*THE PROBLEM*
Pull every line holding the word "NaiveDateTime" out of the data and copy it.

Collected data:
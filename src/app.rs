//! One invocation of the tool, end to end.
//!
//! Loads configuration, resolves the profile, reads the statement, runs it
//! and writes the rendered result. The connector is injected so the whole
//! pipeline runs against a mock in tests.

use crate::cli::Cli;
use crate::config::{resolve_profile, ConfigResolver};
use crate::db::Connector;
use crate::error::Result;
use crate::input;
use crate::output;
use crate::query::{ExecutionRequest, QueryExecutor};
use std::io::{Read, Write};
use std::process::ExitCode;
use tracing::{debug, info};

/// How the invocation ended.
#[derive(Debug, Clone, Copy, PartialEq, Eq)]
pub enum Outcome {
    Success,
    Failure,
}

impl Outcome {
    /// Process exit code for this outcome.
    pub fn code(&self) -> u8 {
        match self {
            Self::Success => 0,
            Self::Failure => 1,
        }
    }

    pub fn exit_code(&self) -> ExitCode {
        ExitCode::from(self.code())
    }
}

/// Wires the resolver, executor and renderer together.
pub struct Runner<'a> {
    resolver: &'a ConfigResolver,
    connector: &'a dyn Connector,
}

impl<'a> Runner<'a> {
    pub fn new(resolver: &'a ConfigResolver, connector: &'a dyn Connector) -> Self {
        Self {
            resolver,
            connector,
        }
    }

    /// Runs one invocation, writing everything user-visible to `out`.
    ///
    /// Returns `Err` for fatal problems found before execution (bad config,
    /// missing fields, no SQL); execution failures are rendered and reported
    /// as [`Outcome::Failure`].
    pub async fn run(
        &self,
        cli: &Cli,
        stdin: Option<&mut dyn Read>,
        out: &mut dyn Write,
    ) -> Result<Outcome> {
        let (document, warnings) = self.resolver.load(cli.config.as_deref())?;
        write_warnings(out, &warnings);

        if cli.list_profiles {
            write_line(out, document.render_profile_list().trim_end());
            return Ok(Outcome::Success);
        }

        let (connection, warnings) =
            resolve_profile(&document, cli.profile.as_deref(), &cli.overrides())?;
        write_warnings(out, &warnings);
        info!(
            "Using profile '{}': {}",
            connection.name,
            connection.display_string()
        );

        let statement = input::read_statement(cli.query.as_deref(), cli.file.as_deref(), stdin)?;
        debug!("Statement length: {} bytes", statement.len());

        let request = ExecutionRequest {
            connection,
            statement,
            output_format: cli.output,
        };
        let result = QueryExecutor::new(self.connector).execute(&request).await;
        write_line(out, &output::render(&result, request.output_format));

        Ok(if result.is_success() {
            Outcome::Success
        } else {
            Outcome::Failure
        })
    }
}

fn write_warnings(out: &mut dyn Write, warnings: &[String]) {
    for warning in warnings {
        write_line(out, &format!("警告: {warning}"));
    }
}

fn write_line(out: &mut dyn Write, text: &str) {
    if let Err(e) = writeln!(out, "{text}") {
        debug!("Failed to write output: {}", e);
    }
}
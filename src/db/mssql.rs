//! SQL Server client implementation.
//!
//! Provides `MssqlConnector`, which opens one TDS session per call using
//! tiberius over a tokio TCP stream.

use crate::config::ConnectionProfile;
use crate::db::{Connector, DatabaseSession, StatementOutput, Value};
use crate::error::{ExecutorError, Result};
use async_trait::async_trait;
use chrono::{DateTime, FixedOffset, NaiveDate, NaiveDateTime, NaiveTime};
use futures::TryStreamExt;
use tiberius::{AuthMethod, Client, ColumnData, Config, FromSql, QueryItem};
use tokio::net::TcpStream;
use tokio_util::compat::{Compat, TokioAsyncWriteCompatExt};
use tracing::debug;

const APPLICATION_NAME: &str = "sqlserver-executor";

// Every session starts a transaction implicitly; closing without COMMIT rolls back.
const BEGIN_SESSION_SQL: &str = "SET IMPLICIT_TRANSACTIONS ON";
const ROW_COUNT_SQL: &str = "SELECT CAST(@@ROWCOUNT AS BIGINT)";
const COMMIT_SQL: &str = "IF @@TRANCOUNT > 0 COMMIT TRANSACTION";

type TdsClient = Client<Compat<TcpStream>>;

/// Connects to SQL Server with SQL authentication.
#[derive(Debug, Clone, Copy, Default)]
pub struct MssqlConnector;

#[async_trait]
impl Connector for MssqlConnector {
    async fn connect(&self, profile: &ConnectionProfile) -> Result<Box<dyn DatabaseSession>> {
        let mut config = Config::new();
        config.host(&profile.server);
        config.port(profile.port);
        config.database(&profile.database);
        config.application_name(APPLICATION_NAME);
        config.authentication(AuthMethod::sql_server(&profile.user, &profile.password));
        config.trust_cert();

        debug!("Connecting to {}", profile.display_string());

        let tcp = TcpStream::connect(config.get_addr()).await.map_err(|e| {
            ExecutorError::connection(format!(
                "无法连接到 {}:{} - {}",
                profile.server, profile.port, e
            ))
        })?;
        tcp.set_nodelay(true)
            .map_err(|e| ExecutorError::connection(e.to_string()))?;

        let client = Client::connect(config, tcp.compat_write())
            .await
            .map_err(|e| ExecutorError::connection(driver_message(&e)))?;

        let mut session = MssqlSession {
            client: Some(client),
        };
        session.run_batch(BEGIN_SESSION_SQL).await?;

        debug!("Successfully connected to database");
        Ok(Box::new(session))
    }
}

/// An open TDS session.
pub struct MssqlSession {
    client: Option<TdsClient>,
}

impl MssqlSession {
    fn client(&mut self) -> Result<&mut TdsClient> {
        self.client
            .as_mut()
            .ok_or_else(|| ExecutorError::connection("连接已关闭"))
    }

    /// Runs a batch and discards anything it returns.
    async fn run_batch(&mut self, sql: &str) -> Result<()> {
        let client = self.client()?;
        client
            .simple_query(sql)
            .await
            .map_err(|e| ExecutorError::query(driver_message(&e)))?
            .into_results()
            .await
            .map_err(|e| ExecutorError::query(driver_message(&e)))?;
        Ok(())
    }
}

#[async_trait]
impl DatabaseSession for MssqlSession {
    async fn execute(&mut self, sql: &str) -> Result<StatementOutput> {
        let client = self.client()?;
        let mut stream = client
            .simple_query(sql)
            .await
            .map_err(|e| ExecutorError::query(driver_message(&e)))?;

        let mut output = StatementOutput::default();
        let mut active_result: Option<usize> = None;

        // The stream must be drained completely before the client is reused.
        while let Some(item) = stream
            .try_next()
            .await
            .map_err(|e| ExecutorError::query(driver_message(&e)))?
        {
            match item {
                QueryItem::Metadata(meta) => {
                    if active_result.is_none() && !meta.columns().is_empty() {
                        active_result = Some(meta.result_index());
                        output.columns = meta
                            .columns()
                            .iter()
                            .map(|col| col.name().to_string())
                            .collect();
                    }
                }
                QueryItem::Row(row) => {
                    if active_result == Some(row.result_index()) {
                        output
                            .rows
                            .push(row.cells().map(|(_, data)| convert_value(data)).collect());
                    }
                }
            }
        }

        debug!(
            "Statement returned {} column(s), {} row(s)",
            output.columns.len(),
            output.rows.len()
        );
        Ok(output)
    }

    async fn rows_affected(&mut self) -> Result<u64> {
        let client = self.client()?;
        let row = client
            .simple_query(ROW_COUNT_SQL)
            .await
            .map_err(|e| ExecutorError::query(driver_message(&e)))?
            .into_row()
            .await
            .map_err(|e| ExecutorError::query(driver_message(&e)))?;

        let count = match row {
            Some(row) => row
                .try_get::<i64, _>(0)
                .map_err(|e| ExecutorError::query(driver_message(&e)))?
                .unwrap_or(0),
            None => 0,
        };
        Ok(u64::try_from(count).unwrap_or(0))
    }

    async fn commit(&mut self) -> Result<()> {
        self.run_batch(COMMIT_SQL).await
    }

    async fn close(&mut self) -> Result<()> {
        if let Some(client) = self.client.take() {
            client
                .close()
                .await
                .map_err(|e| ExecutorError::connection(driver_message(&e)))?;
            debug!("Connection closed");
        }
        Ok(())
    }
}

/// Extracts the message a user should see from a driver error.
fn driver_message(error: &tiberius::error::Error) -> String {
    match error {
        tiberius::error::Error::Server(token) => token.message().to_string(),
        other => other.to_string(),
    }
}

/// Converts a single cell to our Value type.
fn convert_value(data: &ColumnData<'static>) -> Value {
    match data {
        ColumnData::U8(v) => v.map_or(Value::Null, |v| Value::Int(i64::from(v))),
        ColumnData::I16(v) => v.map_or(Value::Null, |v| Value::Int(i64::from(v))),
        ColumnData::I32(v) => v.map_or(Value::Null, |v| Value::Int(i64::from(v))),
        ColumnData::I64(v) => v.map_or(Value::Null, Value::Int),
        ColumnData::F32(v) => v.map_or(Value::Null, |v| Value::Float(f64::from(v))),
        ColumnData::F64(v) => v.map_or(Value::Null, Value::Float),
        ColumnData::Bit(v) => v.map_or(Value::Null, Value::Bool),
        ColumnData::String(v) => v
            .as_ref()
            .map_or(Value::Null, |s| Value::String(s.to_string())),
        ColumnData::Guid(v) => v.map_or(Value::Null, |g| Value::String(g.to_string())),
        ColumnData::Binary(v) => v
            .as_ref()
            .map_or(Value::Null, |b| Value::Bytes(b.to_vec())),
        ColumnData::Numeric(v) => v.map_or(Value::Null, |n| Value::Decimal(n.to_string())),
        ColumnData::Xml(v) => v.as_ref().map_or(Value::Null, |x| {
            Value::String(x.clone().into_owned().into_string())
        }),
        ColumnData::DateTime(_) | ColumnData::SmallDateTime(_) | ColumnData::DateTime2(_) => {
            temporal::<NaiveDateTime>(data)
        }
        ColumnData::Date(_) => temporal::<NaiveDate>(data),
        ColumnData::Time(_) => temporal::<NaiveTime>(data),
        ColumnData::DateTimeOffset(_) => temporal::<DateTime<FixedOffset>>(data),
        #[allow(unreachable_patterns)]
        _ => Value::Null,
    }
}

fn temporal<'a, T>(data: &'a ColumnData<'static>) -> Value
where
    T: FromSql<'a> + ToString,
{
    match T::from_sql(data) {
        Ok(Some(v)) => Value::DateTime(v.to_string()),
        Ok(None) => Value::Null,
        Err(e) => {
            debug!("Unconvertible temporal value: {}", e);
            Value::Null
        }
    }
}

*RESPONSE BOX*
use chrono::{DateTime, FixedOffset, NaiveDate, NaiveDateTime, NaiveTime};
            temporal::<NaiveDateTime>(data)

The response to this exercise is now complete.